The production of wine from raisined grapes is proven already in ancient Greece and the Roman Empire. For this perpose the grapes were either dried or sometimes by leaving them on the vine, whereby the grapes often were twisted to limit the water uptake and such to concentrate the juice in the berries. It has been and is easier to dry the grapes in the sun, under a roof or lying on racks. Even drying on reed or straw mats is still exists. Important is a good air circulation to avoid mould, which is why only healthy, loose grapes should be dried.
Drying increases by the loss of water the sugar content and the acid concentration, although not to the same extent. After complete drying, the grapes are gently pressed. Due to the high sugar content, fermentation usually starts slowly and can take several months. If fruit and aromas are to be preserved, the vinification is done reductively. Many of the best-known wines from rosined grapes are vinifyed, such as Vin Santo from Tuscany or Vin de Paille from the French Jura, thereby developing more complex aromas and rancio notes.

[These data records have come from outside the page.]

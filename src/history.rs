use crate::shape::ShapeType;

/// A full copy of a scene's shape sequence
pub type Snapshot = Vec<ShapeType>;

/// LIFO of scene snapshots used for single-step undo.
///
/// Snapshots are deep copies, so geometry changed in place after a snapshot
/// was taken does not leak into it.
#[derive(Debug, Clone, Default)]
pub struct UndoHistory {
    /// Stack of states that can be restored
    undo_stack: Vec<Snapshot>,
    /// Oldest snapshots are dropped beyond this depth
    max_depth: Option<usize>,
}

impl UndoHistory {
    /// Creates an unbounded history
    pub fn new() -> Self {
        Self::default()
    }

    pub fn with_max_depth(max_depth: Option<usize>) -> Self {
        Self {
            undo_stack: Vec::new(),
            max_depth,
        }
    }

    /// Save a state before it is mutated
    pub fn push(&mut self, snapshot: Snapshot) {
        self.undo_stack.push(snapshot);

        if let Some(max) = self.max_depth {
            if self.undo_stack.len() > max {
                let excess = self.undo_stack.len() - max;
                self.undo_stack.drain(..excess);
            }
        }
    }

    /// Take the most recent state, if any
    pub fn pop(&mut self) -> Option<Snapshot> {
        self.undo_stack.pop()
    }

    pub fn len(&self) -> usize {
        self.undo_stack.len()
    }

    pub fn is_empty(&self) -> bool {
        self.undo_stack.is_empty()
    }
}
use super::Shape;
use super::common::{self, ShapeCore};
use crate::color::ShapeColor;
use crate::error::ShapeResult;
use crate::geometry::{BoundingBox, Bounded, Point};
use crate::id_generator::ShapeId;
use crate::renderer::Canvas;

/// Circle anchored at its center
#[derive(Debug, Clone, PartialEq, Eq)]
pub struct Circle {
    core: ShapeCore,
    center: Point,
    diameter: i32,
    bounding_box: BoundingBox,
}

fn circle_bounds(center: Point, diameter: i32) -> BoundingBox {
    let radius = diameter / 2;
    BoundingBox::from_corners(center.offset(-radius, -radius), center.offset(radius, radius))
}

impl Circle {
    pub fn new(color: ShapeColor, center: Point, diameter: i32) -> ShapeResult<Self> {
        common::validate_size("diameter", diameter)?;
        Ok(Self {
            core: ShapeCore::new(color),
            center,
            diameter,
            bounding_box: circle_bounds(center, diameter),
        })
    }

    pub fn diameter(&self) -> i32 {
        self.diameter
    }

    pub fn center(&self) -> Point {
        self.center
    }

    fn update_bounding_box(&mut self) {
        self.bounding_box = circle_bounds(self.center, self.diameter);
    }
}

impl Bounded for Circle {
    fn bounding_box(&self) -> BoundingBox {
        self.bounding_box
    }
}

impl Shape for Circle {
    fn id(&self) -> ShapeId {
        self.core.id
    }

    fn keyword(&self) -> &'static str {
        "CIRCLE"
    }

    fn anchor(&self) -> Point {
        self.center
    }

    fn color(&self) -> ShapeColor {
        self.core.color
    }

    fn contains(&self, point: Point) -> bool {
        // distance <= diameter / 2, squared on both sides to stay in integers
        let dx = i128::from(point.x) - i128::from(self.center.x);
        let dy = i128::from(point.y) - i128::from(self.center.y);
        let diameter = i128::from(self.diameter);
        4 * (dx * dx + dy * dy) <= diameter * diameter
    }

    fn set_anchor(&mut self, anchor: Point) {
        self.center = anchor;
        self.update_bounding_box();
    }

    fn scale_up(&mut self) {
        self.diameter = common::scaled(self.diameter, common::SCALE_UP_FACTOR);
        self.update_bounding_box();
    }

    fn scale_down(&mut self) -> bool {
        if !common::can_scale_down(self.diameter) {
            return false;
        }
        self.diameter = common::scaled(self.diameter, common::SCALE_DOWN_FACTOR);
        self.update_bounding_box();
        true
    }

    fn is_selected(&self) -> bool {
        self.core.selected
    }

    fn set_selected(&mut self, selected: bool) {
        self.core.selected = selected;
    }

    fn to_record(&self) -> String {
        format!(
            "CIRCLE {} {} {} {} {}",
            self.center.x,
            self.center.y,
            self.diameter,
            self.core.color.token(),
            common::selected_token(self.core.selected)
        )
    }

    fn draw(&self, canvas: &mut dyn Canvas) {
        canvas.fill_circle(self.center, self.diameter, self.core.paint_color());
    }
}
use std::ops::{Add, Sub};

use serde::{Deserialize, Serialize};

pub mod hit_testing;

pub use hit_testing::{BoundingBox, Bounded};

/// Integer point in scene coordinates
#[derive(Debug, Clone, Copy, PartialEq, Eq, Hash, Default, Serialize, Deserialize)]
pub struct Point {
    pub x: i32,
    pub y: i32,
}

impl Point {
    pub const fn new(x: i32, y: i32) -> Self {
        Self { x, y }
    }

    /// Offset this point by the given deltas, clamping at the `i32` range
    pub const fn offset(self, dx: i32, dy: i32) -> Self {
        Self::new(self.x.saturating_add(dx), self.y.saturating_add(dy))
    }

    /// Round an egui position into scene coordinates
    pub fn from_pos2(pos: egui::Pos2) -> Self {
        Self::new(pos.x.round() as i32, pos.y.round() as i32)
    }

    pub fn to_pos2(self) -> egui::Pos2 {
        egui::pos2(self.x as f32, self.y as f32)
    }
}

impl Add for Point {
    type Output = Point;

    fn add(self, rhs: Point) -> Point {
        self.offset(rhs.x, rhs.y)
    }
}

impl Sub for Point {
    type Output = Point;

    fn sub(self, rhs: Point) -> Point {
        Point::new(self.x.saturating_sub(rhs.x), self.y.saturating_sub(rhs.y))
    }
}

impl From<(i32, i32)> for Point {
    fn from((x, y): (i32, i32)) -> Self {
        Self::new(x, y)
    }
}

#[cfg(test)]
mod tests {
    use super::*;

    #[test]
    fn test_offset_clamps_at_range() {
        let near_max = Point::new(i32::MAX - 5, 0);
        assert_eq!(near_max.offset(10, 0), Point::new(i32::MAX, 0));
        assert_eq!(Point::new(i32::MIN + 1, 3).offset(-2, 4), Point::new(i32::MIN, 7));
        assert_eq!(Point::new(0, 0) - Point::new(i32::MIN, 0), Point::new(i32::MAX, 0));
    }
}
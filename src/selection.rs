use crate::geometry::{BoundingBox, Bounded, Point};
use crate::renderer::{self, Canvas};

/// Transient region drawn while drag-selecting.
///
/// Rebuilt on every drag update and never persisted.
#[derive(Debug, Clone, Copy, PartialEq, Eq)]
pub struct SelectionRectangle {
    bounds: BoundingBox,
}

impl SelectionRectangle {
    pub fn new(left: i32, right: i32, top: i32, bottom: i32) -> Self {
        Self {
            bounds: BoundingBox::new(left, right, top, bottom),
        }
    }

    /// Normalized rectangle between the drag start and the current pointer,
    /// whichever direction the drag goes
    pub fn from_corners(start: Point, current: Point) -> Self {
        Self {
            bounds: BoundingBox::from_corners(start, current),
        }
    }

    pub fn left(&self) -> i32 {
        self.bounds.left()
    }

    pub fn right(&self) -> i32 {
        self.bounds.right()
    }

    pub fn top(&self) -> i32 {
        self.bounds.top()
    }

    pub fn bottom(&self) -> i32 {
        self.bounds.bottom()
    }

    pub fn draw(&self, canvas: &mut dyn Canvas) {
        canvas.stroke_rect(
            self.bounds,
            renderer::SELECTION_OUTLINE_WIDTH,
            renderer::SELECTION_OUTLINE_COLOR,
        );
    }
}

impl Bounded for SelectionRectangle {
    fn bounding_box(&self) -> BoundingBox {
        self.bounds
    }
}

In Italy, wines from raisined grapes are usually referred to as Passito, but there are specimens in the Veneto that bear the name Recioto. A well-known specimen from southwestern France, Jurançon Doux is largely made from Petit Manseng grapes that remain on the vine until December.
Samos Nectar, made from sun-dried grapes of Muscat blanc à petit grains, is native to the Greek island of Samos. Its alcohol content may reach 15% Vol. without alcohol-fortification as it is used for the other versions of Samos. There are also versions of Málaga that do not require additional alcohol-fortification, such as the Málaga naturalmente dulce.